Joyce Banda speaks at the funeral ceremony for former South African President Nelson Mandela in Qunu December 15, 2013. REUTERS/Odd Andersen

As G7 leader, Italy must press member states to deliver on their climate finance promises to African nations bearing the brunt of global warming

Dr. Joyce Banda is a former President of Malawi

I recently joined world leaders in Azerbaijan at the Baku Global Forum. Yet again, western governments were reluctant to make financial commitments to help countries suffering the most from climate change to rebuild and recover.

A decade ago, climate leadership meant building the foundations of global agreements. Today, it means delivering on them. This month’s G7 Summit offers that opportunity for host country Italy but as the FT recently reported, the scale of required support is huge. Italy’s Prime Minister Giorgia Meloni needs to help others shake off their paralysis and deliver practical answers on climate finance, food security, energy access, and sustainable development.

Rising to this opportunity would mean prestige for Italy, but relief for countries like Malawi, which have been hit by a wave of climate catastrophes and are still waiting for financial promises to be made real. Last year, Cyclone Freddy claimed over 1-thousand lives, displaced more than 650,000 Malawians, destroyed the crops of two million farmers, and killed almost 1.5 million livestock. Total loss and damage topped $1 billion. The East African region has been recently hit by debilitating floods that killed 289 people in Kenya in a span of one month.

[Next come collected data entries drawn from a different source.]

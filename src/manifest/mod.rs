//! Manifest loading.
//!
//! A `Modfile` is parsed with `serde-saphyr` into a JSON value and then
//! bound to [`Manifest`] by serde, so unknown keys and wrong types surface as
//! structure errors before any module is compiled. Syntax diagnostics quote
//! the text through a [`ManifestSource`] named by a [`ManifestName`].

use anyhow::{Context, Result};
use camino::Utf8Path;
use cap_std::{ambient_authority, fs_utf8::Dir};
use tracing::debug;

use crate::ast::Manifest;

mod diagnostics;
mod hints;

pub use diagnostics::{
    ManifestError, ManifestName, ManifestSource, map_data_error, map_yaml_error,
};

/// Default manifest file name.
pub const DEFAULT_MANIFEST: &str = "Modfile";

/// Highest manifest format major version understood.
pub const SUPPORTED_MAJOR: u64 = 1;

/// Parse manifest text reported under `name`.
///
/// # Errors
///
/// Returns [`ManifestError::Parse`] for malformed YAML or schema mismatches
/// and [`ManifestError::UnsupportedVersion`] for other format versions.
pub fn from_str_named(yaml: &str, name: &ManifestName) -> Result<Manifest, ManifestError> {
    let doc: serde_json::Value =
        serde_saphyr::from_str(yaml).map_err(|e| ManifestError::Parse {
            source: map_yaml_error(e, ManifestSource::new(name, yaml)),
        })?;
    let manifest: Manifest = serde_json::from_value(doc).map_err(|e| ManifestError::Parse {
        source: map_data_error(e, name),
    })?;
    if manifest.modgraph_version.major != SUPPORTED_MAJOR {
        return Err(ManifestError::UnsupportedVersion {
            name: name.to_string(),
            found: manifest.modgraph_version,
        });
    }
    debug!(manifest = %name, modules = manifest.modules.len(), "parsed manifest");
    Ok(manifest)
}

/// Parse manifest text.
///
/// # Errors
///
/// See [`from_str_named`].
pub fn from_str(yaml: &str) -> Result<Manifest, ManifestError> {
    from_str_named(yaml, &ManifestName::new(DEFAULT_MANIFEST))
}

/// Load a manifest from `path`.
///
/// # Errors
///
/// Returns an error if the file cannot be read or fails to parse.
pub fn from_path(path: &Utf8Path) -> Result<Manifest> {
    let parent = match path.parent() {
        Some(parent) if !parent.as_str().is_empty() => parent,
        _ => Utf8Path::new("."),
    };
    let file = path.file_name().unwrap_or(path.as_str());
    let dir = Dir::open_ambient_dir(parent, ambient_authority())
        .with_context(|| format!("failed to open manifest directory {parent}"))?;
    let data = dir
        .read_to_string(file)
        .with_context(|| format!("failed to read manifest {path}"))?;
    Ok(from_str_named(&data, &ManifestName::new(path))?)
}

#[cfg(test)]
mod tests;
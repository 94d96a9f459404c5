//! Resolved run configuration.
//!
//! [`Config`] is derived from the parsed [`Cli`] once. Every relative path
//! the user supplies is interpreted against the workspace directory, so the
//! rest of the run never consults the process working directory.

use camino::{Utf8Path, Utf8PathBuf};

use crate::cli::Cli;
use crate::layout::OutputLayout;
use crate::sources::TestFileConvention;

/// File name of the generated Ninja file inside the output directory.
pub const NINJA_FILE: &str = "build.ninja";

/// Settings for one invocation.
#[derive(Debug, Clone, PartialEq, Eq)]
pub struct Config {
    /// Directory source patterns and outputs are relative to.
    pub workspace: Utf8PathBuf,
    /// Manifest path as opened.
    pub manifest: Utf8PathBuf,
    /// Output path mapping, relative to the workspace.
    pub layout: OutputLayout,
    /// Test-file classification.
    pub convention: TestFileConvention,
    /// Worker thread limit; `None` uses every core.
    pub jobs: Option<usize>,
    /// Write output despite module errors.
    pub keep_going: bool,
}

impl Config {
    /// Derive the configuration from parsed arguments.
    ///
    /// # Examples
    ///
    /// ```
    /// use modgraph::cli::Cli;
    /// use modgraph::config::Config;
    ///
    /// let cli = Cli { directory: Some("ws".into()), ..Cli::default() };
    /// let config = Config::from_cli(&cli);
    /// assert_eq!(config.manifest, "ws/Modfile");
    /// assert_eq!(config.default_ninja_path(), "ws/out/build.ninja");
    /// ```
    #[must_use]
    pub fn from_cli(cli: &Cli) -> Self {
        let workspace = cli
            .directory
            .clone()
            .unwrap_or_else(|| Utf8PathBuf::from("."));
        let manifest = resolve_in(&workspace, &cli.file);
        Self {
            manifest,
            layout: OutputLayout::new(cli.out_dir.clone(), cli.namespace.clone()),
            convention: TestFileConvention::new(cli.test_marker.clone()),
            jobs: cli.jobs,
            keep_going: cli.keep_going,
            workspace,
        }
    }

    /// Resolve a user-supplied path against the workspace.
    #[must_use]
    pub fn resolve(&self, path: &Utf8Path) -> Utf8PathBuf {
        resolve_in(&self.workspace, path)
    }

    /// Where `generate` writes when no file is given.
    #[must_use]
    pub fn default_ninja_path(&self) -> Utf8PathBuf {
        self.resolve(&self.layout.base_dir().join(NINJA_FILE))
    }
}

fn resolve_in(workspace: &Utf8Path, path: &Utf8Path) -> Utf8PathBuf {
    if path.is_absolute() || crate::sources::is_current_dir(workspace) {
        path.to_path_buf()
    } else {
        workspace.join(path)
    }
}

#[cfg(test)]
mod tests {
    use super::*;
    use rstest::rstest;

    #[rstest]
    #[case(None, "Modfile", "Modfile")]
    #[case(Some("work"), "Modfile", "work/Modfile")]
    #[case(Some("work"), "/tmp/Modfile", "/tmp/Modfile")]
    fn manifest_path_respects_directory(
        #[case] directory: Option<&str>,
        #[case] file: &str,
        #[case] expected: &str,
    ) {
        let cli = Cli {
            directory: directory.map(Utf8PathBuf::from),
            file: Utf8PathBuf::from(file),
            ..Cli::default()
        };
        assert_eq!(Config::from_cli(&cli).manifest, Utf8PathBuf::from(expected));
    }

    #[test]
    fn layout_and_convention_follow_flags() {
        let cli = Cli {
            out_dir: "build".into(),
            namespace: "acme".into(),
            test_marker: "_spec".into(),
            jobs: Some(2),
            ..Cli::default()
        };
        let config = Config::from_cli(&cli);
        assert_eq!(config.layout.binary("svc"), Utf8PathBuf::from("build/bin/acme/svc"));
        assert_eq!(config.convention.marker(), "_spec");
        assert_eq!(config.jobs, Some(2));
        assert_eq!(config.default_ninja_path(), Utf8PathBuf::from("build/build.ninja"));
    }
}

Italy has not been spared from climate impacts and is already grappling with the consequences of rising temperatures and erratic weather patterns. No corner escapes: rising seas in Venice, unstable Alpine glaciers in the north, scorched land in the sunbaked south. Last year, heatwave temperatures neared 50C. The year before, heat-related deaths killed 18,000. It’s why almost 9 in 10 Italians say that the climate crisis is the biggest issue of the century.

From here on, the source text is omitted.